This has been bugging me since DCs first came around. I thought I had a simple workaround, but I can’t remember what it was. I’m open to either a logical explanation as to why this is OR others validating that this is in fact a bug…
The situation is when a child component’s axis is NOT the same orientation as the and that child axes is then rotated via an onClick or a redraw. It will snap to the same orientation as the parent. This does not make sense to me.

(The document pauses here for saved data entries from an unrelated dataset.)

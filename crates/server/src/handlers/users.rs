use axum::extract::State;
use axum::http::{HeaderMap, StatusCode};

use crate::app_state::AppState;
use crate::auth::{auth_user, hash_password, hash_token, require_admin, session_token, verify_password};
use crate::extract::Json;
use crate::errors::{map_db_error, ServerError};
use crate::models::{AuthUser, CreateUserRequest, PasswordChangeRequest};
use crate::validate::validate_email;

pub async fn create_user(
    State(state): State<AppState>,
    headers: HeaderMap,
    Json(payload): Json<CreateUserRequest>,
) -> Result<(StatusCode, Json<AuthUser>), ServerError> {
    require_admin(&state, &headers).await?;

    let email = payload.email.trim();
    let password = payload.password.trim();
    if email.is_empty() || password.is_empty() {
        return Err(ServerError::new(
            StatusCode::BAD_REQUEST,
            "email and password required",
        ));
    }
    validate_email(email)?;

    let password_hash = hash_password(password).map_err(ServerError::internal)?;

    let result = sqlx::query(
        "INSERT INTO users (email, name, password_hash, is_admin, created_at) \
         VALUES (?1, ?2, ?3, ?4, datetime('now'))",
    )
    .bind(email)
    .bind(&payload.name)
    .bind(&password_hash)
    .bind(payload.is_admin)
    .execute(&state.db)
    .await
    .map_err(|e| map_db_error(e, "email already registered"))?;

    let user = sqlx::query_as::<_, AuthUser>(
        "SELECT id, email, name, is_admin FROM users WHERE id = ?1",
    )
    .bind(result.last_insert_rowid())
    .fetch_one(&state.db)
    .await
    .map_err(ServerError::internal)?;

    tracing::info!(user_id = user.id, "user created");
    Ok((StatusCode::CREATED, Json(user)))
}

/// Changes the caller's own password and revokes every other session so a
/// leaked cookie stops working.
pub async fn change_password(
    State(state): State<AppState>,
    headers: HeaderMap,
    Json(payload): Json<PasswordChangeRequest>,
) -> Result<StatusCode, ServerError> {
    let user = auth_user(&state, &headers).await?;

    let current_password = payload.current_password.trim();
    let new_password = payload.new_password.trim();
    if current_password.is_empty() || new_password.is_empty() {
        return Err(ServerError::new(
            StatusCode::BAD_REQUEST,
            "current_password and new_password required",
        ));
    }

    let password_hash =
        sqlx::query_scalar::<_, String>("SELECT password_hash FROM users WHERE id = ?1")
            .bind(user.id)
            .fetch_one(&state.db)
            .await
            .map_err(ServerError::internal)?;

    verify_password(&password_hash, current_password)
        .map_err(|_| ServerError::new(StatusCode::UNAUTHORIZED, "invalid credentials"))?;

    let new_hash = hash_password(new_password).map_err(ServerError::internal)?;

    sqlx::query("UPDATE users SET password_hash = ?1 WHERE id = ?2")
        .bind(&new_hash)
        .bind(user.id)
        .execute(&state.db)
        .await
        .map_err(ServerError::internal)?;

    let current_token_hash = hash_token(&session_token(&headers)?);
    sqlx::query("DELETE FROM sessions WHERE user_id = ?1 AND token_hash != ?2")
        .bind(user.id)
        .bind(&current_token_hash)
        .execute(&state.db)
        .await
        .map_err(ServerError::internal)?;

    Ok(StatusCode::NO_CONTENT)
}
use std::net::SocketAddr;
use std::path::Path;

use registry_server::config::{AppMode, ConfigError, ServerConfig};
use registry_server::{db, handlers, logging, schema};

#[tokio::main]
async fn main() -> Result<(), ConfigError> {
    let config_path = std::env::var("SERVER_CONFIG_PATH")
        .unwrap_or_else(|_| "crates/server/res/config.toml".to_string());

    let config = ServerConfig::load(Path::new(&config_path)).await?;
    logging::init_tracing(&config)?;

    tracing::info!(mode = ?config.app.mode, "server mode configured");
    tracing::info!(host = %config.http.host, port = config.http.port, "server http bind");

    let state = db::connect_db(&config, Path::new(&config_path)).await?;
    schema::apply_server_schema(&state.db, Path::new(&config_path)).await?;

    if config.app.mode == AppMode::Dev && config.dev.reset_on_start {
        db::reset_server_data(&state.db).await?;
    }

    db::seed_admin(&config, &state.db).await?;

    let addr: SocketAddr = format!("{}:{}", config.http.host, config.http.port)
        .parse()
        .map_err(|e| ConfigError::Invalid(format!("invalid http bind: {e}")))?;

    let app = handlers::router(state);

    let listener = tokio::net::TcpListener::bind(addr)
        .await
        .map_err(ConfigError::Io)?;
    axum::serve(listener, app)
        .await
        .map_err(|e| ConfigError::Invalid(format!("http server error: {e}")))?;

    Ok(())
}
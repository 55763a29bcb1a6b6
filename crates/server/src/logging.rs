use tracing_subscriber::EnvFilter;

use crate::config::{ConfigError, ServerConfig};

// Quiet sqlx statement logging unless the operator opts back in.
const DEFAULT_FILTER: &str = "info,sqlx=warn";

pub fn init_tracing(config: &ServerConfig) -> Result<(), ConfigError> {
    let filter = build_filter(config.logging.level.as_deref())?;
    tracing_subscriber::fmt().with_env_filter(filter).init();
    Ok(())
}

fn build_filter(level: Option<&str>) -> Result<EnvFilter, ConfigError> {
    let directives = match level.map(str::trim) {
        Some(level) if !level.is_empty() => level,
        _ => DEFAULT_FILTER,
    };
    EnvFilter::try_new(directives)
        .map_err(|e| ConfigError::Invalid(format!("invalid logging.level: {e}")))
}

#[cfg(test)]
mod tests {
    use super::*;

    #[test]
    fn empty_level_falls_back_to_default() {
        assert!(build_filter(None).is_ok());
        assert!(build_filter(Some("  ")).is_ok());
        assert!(build_filter(Some("debug,tower_http=info")).is_ok());
    }

    #[test]
    fn malformed_level_is_rejected() {
        assert!(matches!(
            build_filter(Some("not==valid")),
            Err(ConfigError::Invalid(_))
        ));
    }
}
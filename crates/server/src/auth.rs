use argon2::{
    password_hash::{rand_core::OsRng, rand_core::RngCore, SaltString},
    Argon2, PasswordHash, PasswordHasher, PasswordVerifier,
};
use axum::http::{HeaderMap, StatusCode};
use sha2::{Digest, Sha256};

use crate::app_state::AppState;
use crate::errors::ServerError;
use crate::models::AuthUser;

pub const SESSION_COOKIE: &str = "session";

/// Resolves the calling user from the `session` cookie. Sessions are stored
/// hashed, so the raw cookie value never touches the database.
pub async fn auth_user(state: &AppState, headers: &HeaderMap) -> Result<AuthUser, ServerError> {
    let token = session_token(headers)?;
    let token_hash = hash_token(&token);

    let user = sqlx::query_as::<_, AuthUser>(
        "SELECT u.id, u.email, u.name, u.is_admin FROM sessions s \
         JOIN users u ON u.id = s.user_id \
         WHERE s.token_hash = ?1 AND s.expires_at > datetime('now')",
    )
    .bind(&token_hash)
    .fetch_optional(&state.db)
    .await
    .map_err(ServerError::internal)?
    .ok_or_else(|| ServerError::new(StatusCode::UNAUTHORIZED, "invalid session"))?;

    Ok(user)
}

pub async fn require_admin(state: &AppState, headers: &HeaderMap) -> Result<AuthUser, ServerError> {
    let user = auth_user(state, headers).await?;
    if !user.is_admin {
        return Err(ServerError::new(StatusCode::FORBIDDEN, "admin required"));
    }
    Ok(user)
}

pub fn session_token(headers: &HeaderMap) -> Result<String, ServerError> {
    let cookies = headers
        .get(axum::http::header::COOKIE)
        .and_then(|v| v.to_str().ok())
        .unwrap_or_default();

    for pair in cookies.split(';') {
        let mut parts = pair.trim().splitn(2, '=');
        let name = parts.next().unwrap_or_default();
        let value = parts.next().unwrap_or_default().trim();
        if name == SESSION_COOKIE && !value.is_empty() {
            return Ok(value.to_string());
        }
    }

    Err(ServerError::new(
        StatusCode::UNAUTHORIZED,
        "missing session cookie",
    ))
}

pub fn session_cookie(token: &str, ttl_seconds: u64) -> String {
    format!("{SESSION_COOKIE}={token}; Path=/; HttpOnly; SameSite=Lax; Max-Age={ttl_seconds}")
}

pub fn clear_session_cookie() -> String {
    format!("{SESSION_COOKIE}=; Path=/; HttpOnly; SameSite=Lax; Max-Age=0")
}

pub fn hash_password(password: &str) -> Result<String, String> {
    let salt = SaltString::generate(&mut OsRng);
    let hash = Argon2::default()
        .hash_password(password.as_bytes(), &salt)
        .map_err(|e| format!("password hash error: {e}"))?
        .to_string();
    Ok(hash)
}

pub fn verify_password(hash: &str, password: &str) -> Result<(), String> {
    let parsed = PasswordHash::new(hash).map_err(|e| format!("password hash parse error: {e}"))?;
    Argon2::default()
        .verify_password(password.as_bytes(), &parsed)
        .map_err(|e| format!("password verify error: {e}"))
}

pub fn generate_token() -> String {
    let mut bytes = [0u8; 32];
    OsRng.fill_bytes(&mut bytes);
    hex::encode(bytes)
}

pub fn hash_token(token: &str) -> String {
    let mut hasher = Sha256::new();
    hasher.update(token.as_bytes());
    hex::encode(hasher.finalize())
}

#[cfg(test)]
mod tests {
    use super::*;
    use axum::http::header::COOKIE;

    #[test]
    fn session_token_parses_among_other_cookies() {
        let mut headers = HeaderMap::new();
        headers.insert(COOKIE, "theme=dark; session=abc123; lang=en".parse().unwrap());
        assert_eq!(session_token(&headers).unwrap(), "abc123");
    }

    #[test]
    fn session_token_rejects_missing_cookie() {
        let mut headers = HeaderMap::new();
        headers.insert(COOKIE, "theme=dark".parse().unwrap());
        assert!(session_token(&headers).is_err());
        assert!(session_token(&HeaderMap::new()).is_err());
    }

    #[test]
    fn password_round_trip() {
        let hash = hash_password("s3cret").unwrap();
        assert!(verify_password(&hash, "s3cret").is_ok());
        assert!(verify_password(&hash, "wrong").is_err());
    }

    #[test]
    fn tokens_are_unique_and_hash_is_stable() {
        let a = generate_token();
        let b = generate_token();
        assert_ne!(a, b);
        assert_eq!(hash_token(&a), hash_token(&a));
        assert_ne!(hash_token(&a), hash_token(&b));
    }
}
use axum::extract::{Query, State};
use axum::http::StatusCode;
use sqlx::{QueryBuilder, Sqlite};

use crate::app_state::AppState;
use crate::extract::Json;
use crate::errors::ServerError;
use crate::models::{CompanyListQuery, CompanyListResponse, CompanySummary};

pub async fn list_companies(
    State(state): State<AppState>,
    Query(query): Query<CompanyListQuery>,
) -> Result<Json<CompanyListResponse>, ServerError> {
    let limit = query.limit.unwrap_or(50).min(200) as i64;
    let offset = query.offset.unwrap_or(0) as i64;

    let status = match query.status.as_deref().map(str::trim) {
        None | Some("") => None,
        Some(s @ ("ACTIVE" | "INACTIVE")) => Some(s.to_string()),
        Some(other) => {
            return Err(ServerError::new(
                StatusCode::BAD_REQUEST,
                format!("invalid status filter: {other}"),
            ));
        }
    };

    let mut count_builder =
        QueryBuilder::<Sqlite>::new("SELECT COUNT(*) FROM companies");
    if let Some(status) = &status {
        count_builder.push(" WHERE status = ");
        count_builder.push_bind(status);
    }
    let total = count_builder
        .build_query_scalar::<i64>()
        .fetch_one(&state.db)
        .await
        .map_err(ServerError::internal)?;

    let mut builder = QueryBuilder::<Sqlite>::new(
        "SELECT id, name, registration_number, registration_date, status FROM companies",
    );
    if let Some(status) = &status {
        builder.push(" WHERE status = ");
        builder.push_bind(status);
    }
    builder.push(" ORDER BY registration_date DESC, id DESC LIMIT ");
    builder.push_bind(limit);
    builder.push(" OFFSET ");
    builder.push_bind(offset);

    let companies = builder
        .build_query_as::<CompanySummary>()
        .fetch_all(&state.db)
        .await
        .map_err(ServerError::internal)?;

    Ok(Json(CompanyListResponse { total, companies }))
}
use sqlx::{Pool, Sqlite};

#[derive(Clone)]
pub struct AppState {
    pub db: Pool<Sqlite>,
    pub session_ttl_seconds: u64,
}
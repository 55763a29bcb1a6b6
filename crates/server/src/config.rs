use std::path::{Path, PathBuf};

use serde::Deserialize;
use thiserror::Error;

#[derive(Debug, Error)]
pub enum ConfigError {
    #[error("config IO error: {0}")]
    Io(#[from] std::io::Error),
    #[error("config parse error: {0}")]
    Parse(#[from] toml::de::Error),
    #[error("config invalid: {0}")]
    Invalid(String),
}

#[derive(Debug, Clone, Copy, PartialEq, Eq, Deserialize)]
#[serde(rename_all = "lowercase")]
pub enum AppMode {
    Dev,
    Prod,
}

#[derive(Debug, Deserialize)]
pub struct ServerConfig {
    pub app: AppConfig,
    pub http: HttpConfig,
    pub sqlite: SqliteConfig,
    pub logging: LoggingConfig,
    pub auth: AuthConfig,
    pub dev: DevConfig,
    pub seed: SeedConfig,
}

#[derive(Debug, Deserialize)]
pub struct AppConfig {
    pub mode: AppMode,
}

#[derive(Debug, Deserialize)]
pub struct HttpConfig {
    pub host: String,
    pub port: u16,
}

#[derive(Debug, Deserialize)]
pub struct SqliteConfig {
    pub path: String,
}

#[derive(Debug, Deserialize)]
pub struct LoggingConfig {
    pub level: Option<String>,
}

#[derive(Debug, Deserialize)]
pub struct AuthConfig {
    pub session_ttl_seconds: u64,
}

#[derive(Debug, Deserialize)]
pub struct DevConfig {
    pub reset_on_start: bool,
}

#[derive(Debug, Deserialize)]
pub struct SeedConfig {
    pub email: String,
    pub password: String,
}

impl ServerConfig {
    pub async fn load(path: &Path) -> Result<Self, ConfigError> {
        let content = tokio::fs::read_to_string(path).await?;
        let config: ServerConfig = toml::from_str(&content)?;

        if config.auth.session_ttl_seconds == 0 {
            return Err(ConfigError::Invalid(
                "auth.session_ttl_seconds must be positive".into(),
            ));
        }
        if config.seed.email.trim().is_empty() {
            return Err(ConfigError::Invalid("seed.email must not be empty".into()));
        }

        Ok(config)
    }

    pub fn sqlite_path(&self, base_dir: &Path) -> PathBuf {
        let raw = self.sqlite.path.trim();
        if raw.is_empty() {
            return base_dir.join("registry.sqlite");
        }
        base_dir.join(raw)
    }
}
use axum::extract::rejection::JsonRejection;
use axum::extract::{FromRequest, Request};
use axum::http::StatusCode;
use axum::response::{IntoResponse, Response};
use serde::Serialize;

use crate::errors::ServerError;

/// Drop-in replacement for `axum::Json` whose rejection goes through the
/// error envelope: malformed or incomplete request bodies surface as 400
/// rather than axum's plain-text 422.
pub struct Json<T>(pub T);

#[axum::async_trait]
impl<S, T> FromRequest<S> for Json<T>
where
    axum::Json<T>: FromRequest<S, Rejection = JsonRejection>,
    S: Send + Sync,
{
    type Rejection = ServerError;

    async fn from_request(req: Request, state: &S) -> Result<Self, Self::Rejection> {
        match axum::Json::<T>::from_request(req, state).await {
            Ok(axum::Json(value)) => Ok(Self(value)),
            Err(rejection) => Err(ServerError::new(
                StatusCode::BAD_REQUEST,
                rejection.body_text(),
            )),
        }
    }
}

impl<T: Serialize> IntoResponse for Json<T> {
    fn into_response(self) -> Response {
        axum::Json(self.0).into_response()
    }
}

For instance, in the above screenshot of the attached “AxesJump.skp” file the Component Attributes are pretty simple. Using the Interact Tool on the thing should animate the child’s RotX value… which it does but not before snapping the axes so that it looks like this:
Ok. There might be a reason for this. Returning the RotX value to a non-set (i.e., “grey”) value of zero, I would have expected, returned the DC back to the state in the first image. Note the value of the RotX attribute in the first image and compare it to this:
I’ve effectively reset the attribute values back to where they were pre-onClick, and the child does in fact rotate “back” to zero, but its orientation is still where it snapped to, which is relative to the parent’s.
Now try this: redownload the “AxesJump.skp” file and before doing anything, right click and select Dynamic Components → Redraw. Anything happen? Probably not.
Finally, I have attached a AxesWorks.skp file which works for what I am trying to do, but it seems unnecessarily hacky as it involves making a grandchild component whose axes is the same as the not-the-same-as-the-parent-axes child component.
Thoughts? This may have been discussed before at the old Google forums or at SketchUcation but I can’t dig anything up.
– Matt
AxesJump.skp (199.5 KB)
AxesWorks.skp (236.4 KB)
ps. SketchUp team, I am really digging this Discourse forum!
edit: Also attached is AxesElaborate.skp… which better illustrates why I am interested in this. I would like to animate multiple children whose axes is all a different orientation as the parent. This file uses the same grandchild attribute-passing hack as AxesWorks.skp.